Why a baboon? Well, why not? The baboon is the most social of the apes next to man, its sociality often studied for insights into the sociality of mankind. "Members of a troop form a cohesive society and are led or guarded by one or more dominant males." (Not unlike Daley's machine.) The mandrill in particular is a visually fascinating animal, with beautifully rich and unusual color. The baboon is also a creature with a tradition of jokes behind it in the lore of mankind.
It's not too hard to imagine Picasso representing Daley as a baboon, just as he characterized himself alternately as a minotaur and a harlequin. "If I am Picasso," he once said, "it is because I created monsters."
Setting all the philosophical arguments aside, let's just look at the piece. The shape of the face is pure mandrill, from the placement of the narrowly-set eyes under the twin arches of brow, with the long, vaguely hourglass-shaped snout accentuated by diagonal striations and terminating in prominent nostrils, and the flowing mantle of hair around the shoulders, to the posture of the beast. That's how baboons sit. The economy of line is characteristic Picasso, but the sum of line and form is mandrill.
When I recently visited Chicago for yet another wild weekend, after an absence of 18 years, I was once again struck by Picasso's Baboon. My traveling companions, upon hearing my theory, agreed. It seems obvious: the piece looks for all the world like a baboon. If Picasso had titled his piece, there would never have been a mystery to solve. But then, what fun would that have been?

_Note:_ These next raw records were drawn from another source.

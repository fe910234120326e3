//! GitHub API client implementation.

use std::sync::Arc;
use std::time::Duration;

use chrono::{DateTime, Utc};
use reqwest::{Client, StatusCode};
use reqwest_middleware::{ClientBuilder, ClientWithMiddleware};
use reqwest_retry::policies::ExponentialBackoff;
use reqwest_retry::RetryTransientMiddleware;
use serde::de::DeserializeOwned;
use serde::Deserialize;
use url::Url;

use crate::auth::OAuth2Client;
use crate::client::middleware::AuthMiddleware;
use crate::config::ApiConfig;
use crate::error::{HubError, Result};

const GITHUB_ACCEPT: &str = "application/vnd.github.v3+json";
const PER_PAGE: &str = "100";

/// A repository as listed by `users/{user}/repos`.
#[derive(Debug, Clone, Deserialize)]
pub struct RepoInfo {
    pub name: String,
    pub language: Option<String>,
    #[serde(default)]
    pub fork: bool,
    pub stargazers_count: u64,
    pub forks_count: u64,
    pub open_issues_count: u64,
}

/// A downloadable file attached to a release.
#[derive(Debug, Clone, Deserialize)]
pub struct AssetInfo {
    pub name: String,
    pub size: u64,
    pub download_count: u64,
}

/// A published or draft release.
#[derive(Debug, Clone, Deserialize)]
pub struct ReleaseInfo {
    pub tag_name: String,
    pub name: Option<String>,
    #[serde(default)]
    pub draft: bool,
    #[serde(default)]
    pub prerelease: bool,
    pub published_at: Option<DateTime<Utc>>,
    #[serde(default)]
    pub assets: Vec<AssetInfo>,
}

impl ReleaseInfo {
    /// Downloads summed over all assets.
    pub fn download_count(&self) -> u64 {
        self.assets.iter().map(|a| a.download_count).sum()
    }
}

/// Client for the GitHub REST API.
///
/// Every request carries a bearer token from the shared [`OAuth2Client`];
/// transient failures are retried with exponential backoff.
pub struct GitHubClient {
    client: ClientWithMiddleware,
    base_url: Url,
}

impl GitHubClient {
    /// Create a new API client.
    ///
    /// # Errors
    ///
    /// Returns an error if the HTTP client cannot be built.
    pub fn new(config: &ApiConfig, oauth: Arc<OAuth2Client>) -> Result<Self> {
        let inner_client = Client::builder()
            .user_agent(format!("hubstats/{}", env!("CARGO_PKG_VERSION")))
            .timeout(Duration::from_secs(config.timeout_secs))
            .build()?;

        let retry_policy = ExponentialBackoff::builder().build_with_max_retries(config.max_retries);

        // Build middleware stack
        let client = ClientBuilder::new(inner_client)
            .with(RetryTransientMiddleware::new_with_policy(retry_policy))
            .with(AuthMiddleware::new(oauth))
            .build();

        Ok(Self {
            client,
            base_url: with_trailing_slash(config.base_url.clone()),
        })
    }

    /// Lists every public repository of `user`.
    pub async fn user_repos(&self, user: &str) -> Result<Vec<RepoInfo>> {
        self.get_all(&format!("users/{user}/repos")).await
    }

    /// Lists every release of `owner/repo`, newest first.
    pub async fn releases(&self, owner: &str, repo: &str) -> Result<Vec<ReleaseInfo>> {
        self.get_all(&format!("repos/{owner}/{repo}/releases")).await
    }

    /// Fetches `page=1,2,...` of a list endpoint until a page comes back empty.
    async fn get_all<T: DeserializeOwned>(&self, endpoint: &str) -> Result<Vec<T>> {
        let url = self.base_url.join(endpoint)?;
        let mut items = Vec::new();

        for page in 1u32.. {
            let mut page_url = url.clone();
            page_url
                .query_pairs_mut()
                .append_pair("per_page", PER_PAGE)
                .append_pair("page", &page.to_string());

            let batch: Vec<T> = self.get_json(page_url).await?;
            if batch.is_empty() {
                break;
            }
            tracing::debug!(endpoint, page, count = batch.len(), "Fetched page");
            items.extend(batch);
        }

        Ok(items)
    }

    async fn get_json<T: DeserializeOwned>(&self, url: Url) -> Result<T> {
        let response = self
            .client
            .get(url)
            .header(http::header::ACCEPT, GITHUB_ACCEPT)
            .send()
            .await?;

        let status = response.status();
        if status == StatusCode::UNAUTHORIZED {
            return Err(HubError::Unauthorized);
        }
        if !status.is_success() {
            let message = response
                .text()
                .await
                .unwrap_or_else(|_| "Unknown error".to_string());
            return Err(HubError::ApiError {
                status: status.as_u16(),
                message,
            });
        }

        response
            .json()
            .await
            .map_err(|e| HubError::Serialization(e.to_string()))
    }

    /// Get the base URL.
    #[must_use]
    pub const fn base_url(&self) -> &Url {
        &self.base_url
    }
}

/// Endpoints are joined relative to the base, so its last segment must be a
/// directory (`https://ghe.example.com/api/v3/`).
fn with_trailing_slash(mut url: Url) -> Url {
    if !url.path().ends_with('/') {
        let path = format!("{}/", url.path());
        url.set_path(&path);
    }
    url
}
//! HTTP client middleware.

pub mod auth;

pub use auth::AuthMiddleware;
//! HTTP transport for OAuth requests.

use std::time::Duration;

use async_trait::async_trait;
use reqwest::Client;
use url::Url;

use crate::auth::form::Form;
use crate::error::{HubError, Result};

/// Sends form-encoded POSTs to the OAuth server.
///
/// Implementations return the response body whatever the status code:
/// OAuth servers report `authorization_pending` and other errors as JSON
/// bodies on 4xx responses.
#[cfg_attr(test, mockall::automock)]
#[async_trait]
pub trait Transport: Send + Sync {
    /// Posts `form` to `url` and returns the response body.
    ///
    /// # Errors
    ///
    /// Returns [`HubError::Transport`] if no response was received.
    async fn post_form(&self, url: &Url, form: Form) -> Result<String>;
}

/// [`Transport`] backed by `reqwest`.
pub struct HttpTransport {
    client: Client,
}

impl HttpTransport {
    /// Create a new transport with a per-request timeout.
    ///
    /// # Errors
    ///
    /// Returns an error if the HTTP client cannot be built.
    pub fn new(timeout: Duration) -> Result<Self> {
        let client = Client::builder()
            .user_agent(format!("hubstats/{}", env!("CARGO_PKG_VERSION")))
            .timeout(timeout)
            .build()
            .map_err(|e| HubError::Transport(e.to_string()))?;
        Ok(Self { client })
    }
}

#[async_trait]
impl Transport for HttpTransport {
    async fn post_form(&self, url: &Url, form: Form) -> Result<String> {
        let response = self
            .client
            .post(url.clone())
            .header(http::header::ACCEPT, "application/json")
            .form(&form)
            .send()
            .await
            .map_err(|e| HubError::Transport(e.to_string()))?;

        let status = response.status();
        if !status.is_success() {
            tracing::debug!(%status, %url, "OAuth server returned non-success status");
        }

        response
            .text()
            .await
            .map_err(|e| HubError::Transport(e.to_string()))
    }
}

So, should the people of Chicago feel insulted? Should the spirit of Mayor Daley be affronted? Only if they take themselves too seriously. After all, for all the jabs one could make about Hizzoner, he did preside over the city that commissioned not only Picasso's Baboon, but other stunning examples of public art as well, by Calder, Chagall, Oldenberg, and Miro, to mention only a few of the truly heavy-hitters. Chicago is a beautiful, thriving city, pulsing with commerce and glittering with outstanding architecture. The spirit of Mayor Daley lives in the city he had no small part in making. And his spirit lives in Picasso's Baboon, standing guard over the heart of the city in Daley Plaza.
So who am I to inflate this issue (or non-issue, as most would seem to prefer)? First, I just can't believe that no one has exposed the joke yet, all these years later. Mayor Daley died several years ago, so there's no need to shield him from the truth. Certainly I'm not the only person who's seen the piece that's been struck by its baboon-ness. So, I volunteer to blow the whistle because of my second motivation. Which is to share with other viewers of the piece the rich, multi-dimensional fascination that the Baboon has for me. I see it and I smile. Then I chuckle, not for Daley's foibles, but for Picasso's genius.
This monster doesn't smile and I, for one, am not disappointed.